• _Exercise brief_:
Scan the records for the word "error". Copy each line that includes it.

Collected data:
- - - - -

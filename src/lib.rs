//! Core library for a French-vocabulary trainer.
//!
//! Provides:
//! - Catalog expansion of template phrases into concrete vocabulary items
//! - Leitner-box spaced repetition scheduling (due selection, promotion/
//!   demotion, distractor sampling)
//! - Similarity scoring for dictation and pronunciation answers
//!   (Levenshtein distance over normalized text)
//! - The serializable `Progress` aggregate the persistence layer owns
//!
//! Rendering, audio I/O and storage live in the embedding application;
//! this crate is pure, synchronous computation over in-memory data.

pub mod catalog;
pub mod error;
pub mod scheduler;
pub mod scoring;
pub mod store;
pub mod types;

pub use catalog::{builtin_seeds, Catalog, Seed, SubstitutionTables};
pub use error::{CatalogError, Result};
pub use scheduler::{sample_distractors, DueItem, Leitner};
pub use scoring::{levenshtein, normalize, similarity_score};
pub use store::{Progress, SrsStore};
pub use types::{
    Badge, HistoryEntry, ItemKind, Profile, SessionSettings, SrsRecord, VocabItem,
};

- - - - -

• _Task result_:
pub mod error;
pub use error::{CatalogError, Result};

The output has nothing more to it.